Murders nationwide in 2020 rose a stunning 29.4 percent over
the previous year, the largest annual increase since the FBI began tracking
that data in the 1960s. The number of murders in Chicago climbed even more
sharply, rising 55 percent. It was as if a switch had been flipped. At least
ten major U.S. cities hit new murder highs in 2021, but Chicago led the way
with 797, the city’s highest number in 25 years.
So, there’s violent crime aplenty in Chicago. But
punishment? Not so much.
The Chicago Sun-Times reported that in 2020, police made
carjacking arrests in only eleven percent of cases. And Cook County prosecutors
working for State’s Attorney Kim Foxx approved felony charges in less than half
of that eleven percent.
Too many Chicagoans are dead due in part to a broken
criminal justice system.
In addition to legal reforms and improved policing, it’s
time to stop making excuses for what one brave Chicago alderman, called “the
borderline collapse of the family unit in many of our neighborhoods” and the
effects of “generational gang life.” Political leaders need to stop walking on
eggshells when it comes to talking about the breakdown of the nuclear family in
low-income black communities.
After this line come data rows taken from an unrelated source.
//! Entry key derivation from `sysenv.tbl`

use vnarc_crypto::{Sfmt19937, adler32, crc32};

use crate::codec::zlib;
use crate::error::{Error, Result};

/// Bytes of inflated `sysenv.tbl` that seed the key
pub const SEED_LEN: usize = 16;

/// Largest `sysenv.tbl` payload inflated while looking for the seed
const SYSENV_LIMIT: usize = 0x10_0000;

/// Derive an entry key from a 16-byte seed
pub fn generate_content_key(seed: &[u8]) -> u32 {
    let mut sfmt = Sfmt19937::new(crc32(seed));
    let w0 = sfmt.gen_u32();
    let w1 = sfmt.gen_u32();
    let w2 = sfmt.gen_u32();
    let w3 = sfmt.gen_u32();
    ((w3 ^ w2) & w1) ^ w0
}

/// Derive the entry key from a decrypted `sysenv.tbl`
///
/// The table is an Adler32 of the rest followed by zlib data whose first
/// 16 inflated bytes are the seed.
pub fn content_key_from_sysenv(table: &[u8]) -> Result<u32> {
    if table.len() < 4 {
        return Err(Error::UnknownEncryptionScheme("sysenv.tbl too short".into()));
    }
    let (checksum, body) = table.split_at(4);
    let stored = u32::from_le_bytes([checksum[0], checksum[1], checksum[2], checksum[3]]);
    if adler32(body) != stored {
        return Err(Error::UnknownEncryptionScheme(
            "sysenv.tbl checksum mismatch".into(),
        ));
    }
    let inflated = zlib::inflate(body, SYSENV_LIMIT)?;
    let seed = inflated.get(..SEED_LEN).ok_or_else(|| {
        Error::UnknownEncryptionScheme("sysenv.tbl holds no key seed".into())
    })?;
    Ok(generate_content_key(seed))
}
Young men need fathers—without fathers they
flounder.
According to City of Chicago data, in every year from 1999
to 2009, more than 80 percent of all black women who gave birth were single.
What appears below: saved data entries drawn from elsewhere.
//! MT19937 Mersenne Twister with the original `sgenrand` seeding
//!
//! CatSystem2 seeds the generator with the 1998 reference routine, which
//! fills the state from two steps of the `69069 * x + 1` LCG per word,
//! rather than the later `init_genrand`.

const N: usize = 624;
const M: usize = 397;
const MATRIX_A: u32 = 0x9908_B0DF;
const UPPER_MASK: u32 = 0x8000_0000;
const LOWER_MASK: u32 = 0x7FFF_FFFF;

/// 32-bit Mersenne Twister
#[derive(Clone)]
pub struct Mt19937 {
    mt: Box<[u32; N]>,
    mti: usize,
}

impl std::fmt::Debug for Mt19937 {
    fn fmt(&self, f: &mut std::fmt::Formatter<'_>) -> std::fmt::Result {
        f.debug_struct("Mt19937")
            .field("mti", &self.mti)
            .finish_non_exhaustive()
    }
}

impl Mt19937 {
    /// Create a generator seeded with `seed`
    pub fn new(seed: u32) -> Self {
        let mut mt = Self {
            mt: Box::new([0; N]),
            mti: N,
        };
        mt.reseed(seed);
        mt
    }

    /// Re-initialise the state in place
    pub fn reseed(&mut self, mut seed: u32) {
        for word in self.mt.iter_mut() {
            *word = seed & 0xFFFF_0000;
            seed = seed.wrapping_mul(69069).wrapping_add(1);
            *word |= (seed & 0xFFFF_0000) >> 16;
            seed = seed.wrapping_mul(69069).wrapping_add(1);
        }
        self.mti = N;
    }

    fn twist(&mut self) {
        for k in 0..N {
            let y = (self.mt[k] & UPPER_MASK) | (self.mt[(k + 1) % N] & LOWER_MASK);
            let mag = if y & 1 == 0 { 0 } else { MATRIX_A };
            self.mt[k] = self.mt[(k + M) % N] ^ (y >> 1) ^ mag;
        }
        self.mti = 0;
    }

    /// Next tempered 32-bit output
    pub fn next_u32(&mut self) -> u32 {
        if self.mti >= N {
            self.twist();
        }
        let mut y = self.mt[self.mti];
        self.mti += 1;

        y ^= y >> 11;
        y ^= (y << 7) & 0x9D2C_5680;
        y ^= (y << 15) & 0xEFC6_0000;
        y ^ (y >> 18)
    }
}

#[cfg(test)]
#[allow(clippy::expect_used, clippy::unwrap_used)]
mod tests {
    use super::*;

    #[test]
    fn test_reference_outputs() {
        let mut mt = Mt19937::new(4357);
        assert_eq!(mt.next_u32(), 2_867_219_139);
        assert_eq!(mt.next_u32(), 1_585_203_162);
        assert_eq!(mt.next_u32(), 3_113_124_129);
    }

    #[test]
    fn test_reseed_restarts_sequence() {
        let mut mt = Mt19937::new(0x1234_5678);
        assert_eq!(mt.next_u32(), 2_023_340_405);
        mt.next_u32();
        mt.reseed(0x1234_5678);
        assert_eq!(mt.next_u32(), 2_023_340_405);
    }

    #[test]
    fn test_long_run_crosses_twist() {
        let mut mt = Mt19937::new(1);
        let values: Vec<u32> = (0..N * 2 + 5).map(|_| mt.next_u32()).collect();
        assert_eq!(values.len(), N * 2 + 5);
        assert_ne!(values[0], values[N]);
    }
}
Among Latinos, that figure rose from 45 to 55 percent during that period, while
for whites and Asians the numbers were dramatically lower.
More broken homes are directly correlated with more violent
crime. Annual Chicago Police Department reports show that the neighborhoods
with the highest murder rates are the same neighborhoods in which births to
single mothers are highest. Among children raised in households headed by two
biological parents, regardless of race, studies find greater educational
attainment, higher adult income, and lower rates of incarceration.
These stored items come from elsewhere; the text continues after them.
//! rUGP (relic United Game Project) resources
//!
//! A `.rio` file starts with a serialized object graph in the MFC
//! `CArchive` style: every object is introduced by a tag that either names
//! a new class, refers to a class seen earlier, or points back at an object
//! already loaded. [`read_graph`] rebuilds that graph into an
//! [`ObjectGraph`] arena; [`RioOpener`] lists its `COceanNode` objects as
//! archive entries.

mod class_name;
mod error;
mod graph;
mod reader;
pub mod rha;
mod rio;

pub use class_name::{decode_class_name, decode_offset, decode_size};
pub use error::RioError;
pub use graph::{ClassKind, LoadArray, Object, ObjectData, ObjectGraph, ObjectId, ProjectInfo, Slot};
pub use reader::{MAX_DEPTH, RioFlags, read_graph};
pub use rio::{RioOpener, SIGNATURE};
There is much more, however, the above is a disturbing from
the list!
The following are the predictable legal reforms to remedy what
is ailing Chicago as well as the Nation:
- Reapportion the budget to build and operate more courtrooms with more judges for speedier trials.
- Stop releasing people charged with violent felony crimes—including juveniles charged with armed carjacking—on low-cash or no-cash bail.
- Repeal state legislation that will outlaw most cash bail.
- Repeal the statutes that severely restricts the ability of prosecutors to charge juveniles with felony armed vehicular hijacking.
There is an old saying amongst those that study people; “Culture
Eats Strategy for Breakfast”. Meaning, if one does not solve the cultural
problems, nothing else one does will matter. That is the power of culture.
Generational gang life, generational fatherless households and more!
Culture encompasses the social behavior, and norms found in
human societies, as well as the knowledge, beliefs, customs, capabilities, and
habits of the individuals in these groups. If these do not change what is today
will become the predictable future. Period.
There is a supportive role government at all levels can
play. However, until the people in the cultures and sub-cultures do NOT look at
themselves and say, “I’m disgusted with what I see and am determined not to be
part of this from this day forward!” This action, followed by the influencers
in the communities (sub-cultures).
The Left today has badly misappropriated the word “equity,”
using it to mean equality of outcome—something to be achieved through
affirmative action and economic redistribution (for victims from external forces).
But real equity, in the old common sense meaning, cannot be given. Real
equity requires the old-fashioned virtues. It is inextricable from full
ownership of your own course in life. It is an inside out proposition.